- _ASSIGNED TASK_
Can you restate the lines of the entries below, word for word, from the first one through the line that includes "(error, end-of-stream) and"?

- _Stored data_

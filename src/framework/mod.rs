//! Media framework seam.
//!
//! The compositor core never decodes or renders anything itself. Node
//! implementations, asynchronous pad announcements and the message bus all
//! come from a media framework behind the [`MediaFramework`] trait.
//!
//! # Channels
//!
//! - **Pad notifications**: the core hands every dynamic producer a
//!   [`PadNotifier`] (the sending half of a crossbeam channel). The framework
//!   sends a [`PadAdded`] from whatever thread discovers the pad.
//! - **Message bus**: the framework owns the bus and hands out receivers via
//!   [`MediaFramework::bus`]. Terminal conditions (error, end-of-stream) and
//!   informational traffic all travel on it.
//!
//! [`SimFramework`] is a simulated framework driven by per-URI scripts.

pub mod sim;

pub use sim::{SimFramework, SimSource};

use crossbeam_channel::{Receiver, Sender};

use crate::pipeline::id::NodeId;
use crate::pipeline::lifecycle::PipelineState;
use crate::pipeline::node_kind::NodeKind;
use crate::pipeline::pad::{PadInfo, PadSpec};
use crate::pipeline::registry::NodeConfig;

/// A producer announced a new output pad.
#[derive(Debug, Clone, PartialEq, Eq)]
pub struct PadAdded {
    pub producer: NodeId,
    pub pad: PadSpec,
}

/// Sending half of the pad notification channel.
pub type PadNotifier = Sender<PadAdded>;

/// Messages posted on the framework's bus.
#[derive(Debug, Clone, PartialEq, Eq)]
pub enum BusMessage {
    /// A node failed. Terminal.
    Error {
        /// Name of the node that posted the error, if known.
        source: Option<String>,
        message: String,
        debug: Option<String>,
    },
    /// All streams finished. Terminal.
    EndOfStream,
    /// The framework applied a state change.
    StateChanged {
        from: PipelineState,
        to: PipelineState,
    },
    /// Non-fatal problem reported by a node.
    Warning {
        source: Option<String>,
        message: String,
    },
}

impl BusMessage {
    pub fn is_terminal(&self) -> bool {
        matches!(self, BusMessage::Error { .. } | BusMessage::EndOfStream)
    }
}

/// External collaborator supplying node implementations, pad
/// announcements and the message bus.
#[cfg_attr(test, mockall::automock)]
pub trait MediaFramework: Send + Sync {
    /// Instantiate the implementation for a node. `Err` carries the reason
    /// the factory is unavailable.
    fn create_node(
        &self,
        id: NodeId,
        kind: NodeKind,
        name: &str,
        config: &NodeConfig,
    ) -> Result<(), String>;

    /// Subscribe to pad announcements from a dynamic producer.
    fn connect_pad_added(&self, producer: NodeId, notifier: PadNotifier);

    /// Tell the framework a link now exists so data can flow across it.
    fn link_pads(&self, from: &PadInfo, to: &PadInfo);

    /// Request a pipeline-wide state change. Failures surface on the bus.
    fn set_state(&self, state: PipelineState);

    /// A receiver for the message bus.
    fn bus(&self) -> Receiver<BusMessage>;
}

#[cfg(test)]
mod tests {
    use super::*;

    #[test]
    fn test_terminal_messages() {
        assert!(BusMessage::EndOfStream.is_terminal());
        assert!(BusMessage::Error {
            source: None,
            message: "boom".into(),
            debug: None,
        }
        .is_terminal());
        assert!(!BusMessage::Warning {
            source: None,
            message: "late frame".into(),
        }
        .is_terminal());
        assert!(!BusMessage::StateChanged {
            from: PipelineState::Null,
            to: PipelineState::Ready,
        }
        .is_terminal());
    }
}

- _SOLUTION FOR THIS PROBLEM_
filename src/framework/mod.rs
//! Media framework seam.
//!
//! The compositor core never decodes or renders anything itself. Node
//! implementations, asynchronous pad announcements and the message bus all
//! come from a media framework behind the [`MediaFramework`] trait.
//!
//! # Channels
//!
//! - **Pad notifications**: the core hands every dynamic producer a
//!   [`PadNotifier`] (the sending half of a crossbeam channel). The framework
//!   sends a [`PadAdded`] from whatever thread discovers the pad.
//! - **Message bus**: the framework owns the bus and hands out receivers via
//!   [`MediaFramework::bus`]. Terminal conditions (error, end-of-stream) and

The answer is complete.